Feet: Large. When he arrived at the Embassy in France no shoes big enough were handy.

Habits: Smokes not; drinks not. Does not gamble. Eats a thoroughgoing breakfast. Prefers light luncheon and dinner when permitted. Avoids rich dishes. Likes sweets.

Calligraphy: From examination of his handwriting Dr. Camille Streletski, Secretary of the French Graphological Society, concluded: Superiority, intellectualism, cerebration, idealism, even mysticism.

Characteristics: Modesty, taciturnity, diffidence (women make him blush), singleness of purpose, courage, occasional curtness, phlegm. Elinor Glyn avers he lacks "It."

Last week rumor rose that for next summer a direct flight to China was proposed for the first of flyers. An accomplished and reliable Chinese gentleman, also an aviator, sponsored the rumor. Skeptics pointed out that such a spectacular bid for Chinese good will was among the more remote problems of immediate statecraft. Hard-headed U. S. men, soft-hearted U. S. women grumblingly asked when the dangerous far-flung flights of Col. Lindbergh would cease.

To date he has flown to France; Belgium; England; Mexico; Canada in the interests (his) of aviation progress and the interests (governmental) of international good will. In his own writings last week he pointed out the risks of flying over lonely Central American mountains. Remarked dissenters: "How much more lonely are the wastes of the Pacific; jungles below the Equator; tropic waterways of the East over which he must fly if his portfolio of Ambassador of Good Will is permanent." Grumblers wondered if interest accruing to the national welfare by his flights is worth the calamitous crash of principal which would accompany his death. Col. Lindbergh is the most cherished citizen since Theodore Roosevelt. Thought they: "He is worth keeping." One way to keep him is to keep him on the ground.

Others argued savagely that Lindbergh must fly for his life in the public eye; heroes age swiftly when seated at office desks; argued that by his very nature he must fly.

Unconscious of these wrangles over the national coffee cups, Col. Lindbergh tended to business. He climbed into The Spirit of St. Louis at Mexico City; nosed upward; set off for Guatemala, British Honduras, Salvador, Honduras, Nicaragua, Costa Rica, Panama.

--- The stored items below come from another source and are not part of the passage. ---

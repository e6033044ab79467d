//! Simplified lit mesh: half-float colors, no normal matrix, one light direction.

use crate::primitive::{F16x4, F32x2, F32x3, F32x4x4, Pad};
use crate::variant::{ColorEncoding, Contract, ContractDesc, ContractVariant, Instanced, LitFragment};

layout! {
    pub struct ShaderVertex: Vertex {
        pub position: F32x3,
        pub normal: F32x3,
        pub color: F16x4,
        pub tex_coord: F32x2,
    }
}

layout! {
    pub struct VertexShaderInstance: Instance {
        pub model: F32x4x4,
        pub color: F16x4,
        pub _pad: Pad<2>,
    }
}

layout! {
    pub struct VertexShaderUniforms: Uniform {
        pub proj_view: F32x4x4,
    }
}

layout! {
    pub struct FragmentShaderUniforms: Uniform {
        pub directional_light: F32x3,
    }
}

slots! {
    pub enum VertexSlot in Vertex {
        Vertices = 0 => VertexBuffer(ShaderVertex),
        Instance = 1 => InstanceBuffer(VertexShaderInstance),
        Uniforms = 2 => Uniform(VertexShaderUniforms),
    }
    table VERTEX_SLOTS;
}

slots! {
    pub enum FragmentSlot in Fragment {
        Uniforms = 0 => Uniform(FragmentShaderUniforms),
    }
    table FRAGMENT_SLOTS;
}

pub const PUBLISHED: &[&str] = &[
    "ShaderVertex:vertex[48/16]{position:f32x3@0,normal:f32x3@16,color:f16x4@32,tex_coord:f32x2@40}",
    "VertexShaderInstance:instance[80/16]{model:f32x4x4@0,color:f16x4@64,_pad:pad2@72}",
    "VertexShaderUniforms:uniform[64/16]{proj_view:f32x4x4@0}",
    "FragmentShaderUniforms:uniform[16/16]{directional_light:f32x3@0}",
];

pub const CONTRACT: ContractDesc = ContractDesc {
    variant: ContractVariant::DirectionalF16,
    color: ColorEncoding::F16,
    vertex_slots: VERTEX_SLOTS,
    fragment_slots: FRAGMENT_SLOTS,
    fragment_resources: &[],
    published: PUBLISHED,
};

#[derive(Debug, Copy, Clone, Default)]
pub struct DirectionalF16;

impl Contract for DirectionalF16 {
    const DESC: &'static ContractDesc = &CONTRACT;
    type Vertex = ShaderVertex;
    type VertexUniforms = VertexShaderUniforms;
    const VERTICES_SLOT: u32 = VertexSlot::Vertices.index();
    const VERTEX_UNIFORMS_SLOT: u32 = VertexSlot::Uniforms.index();
}

impl Instanced for DirectionalF16 {
    type Instance = VertexShaderInstance;
    const INSTANCE_SLOT: u32 = VertexSlot::Instance.index();
}

impl LitFragment for DirectionalF16 {
    type FragmentUniforms = FragmentShaderUniforms;
    const FRAGMENT_UNIFORMS_SLOT: u32 = FragmentSlot::Uniforms.index();
}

In Detroit a school teacher put by her pointer and her students' papers. Mrs. Evangeline Lodge Lindbergh dressed herself warmly and was swept southward by the propeller windstorm of a sturdy trimotored Ford monoplane. One night she spent in St. Louis. The next day as her famed offspring in Mexico City was piloting on his first flight President Plutarco Elias Calles, the monoplane sprang to Tulsa, Okla. The third sunset found her in Brownsville, Texas. Next day up from the crowded field at Mexico City rose Col. Lindbergh in The Spirit of St. Louis. Swallowed in the clouds he missed the monoplane which he had flown to meet. Shouts from the field of "Vivi Senora Leenbaire" as Mrs. Lindbergh stepped out of the Ford plane. She met her wandering boy an hour later at the American Embassy.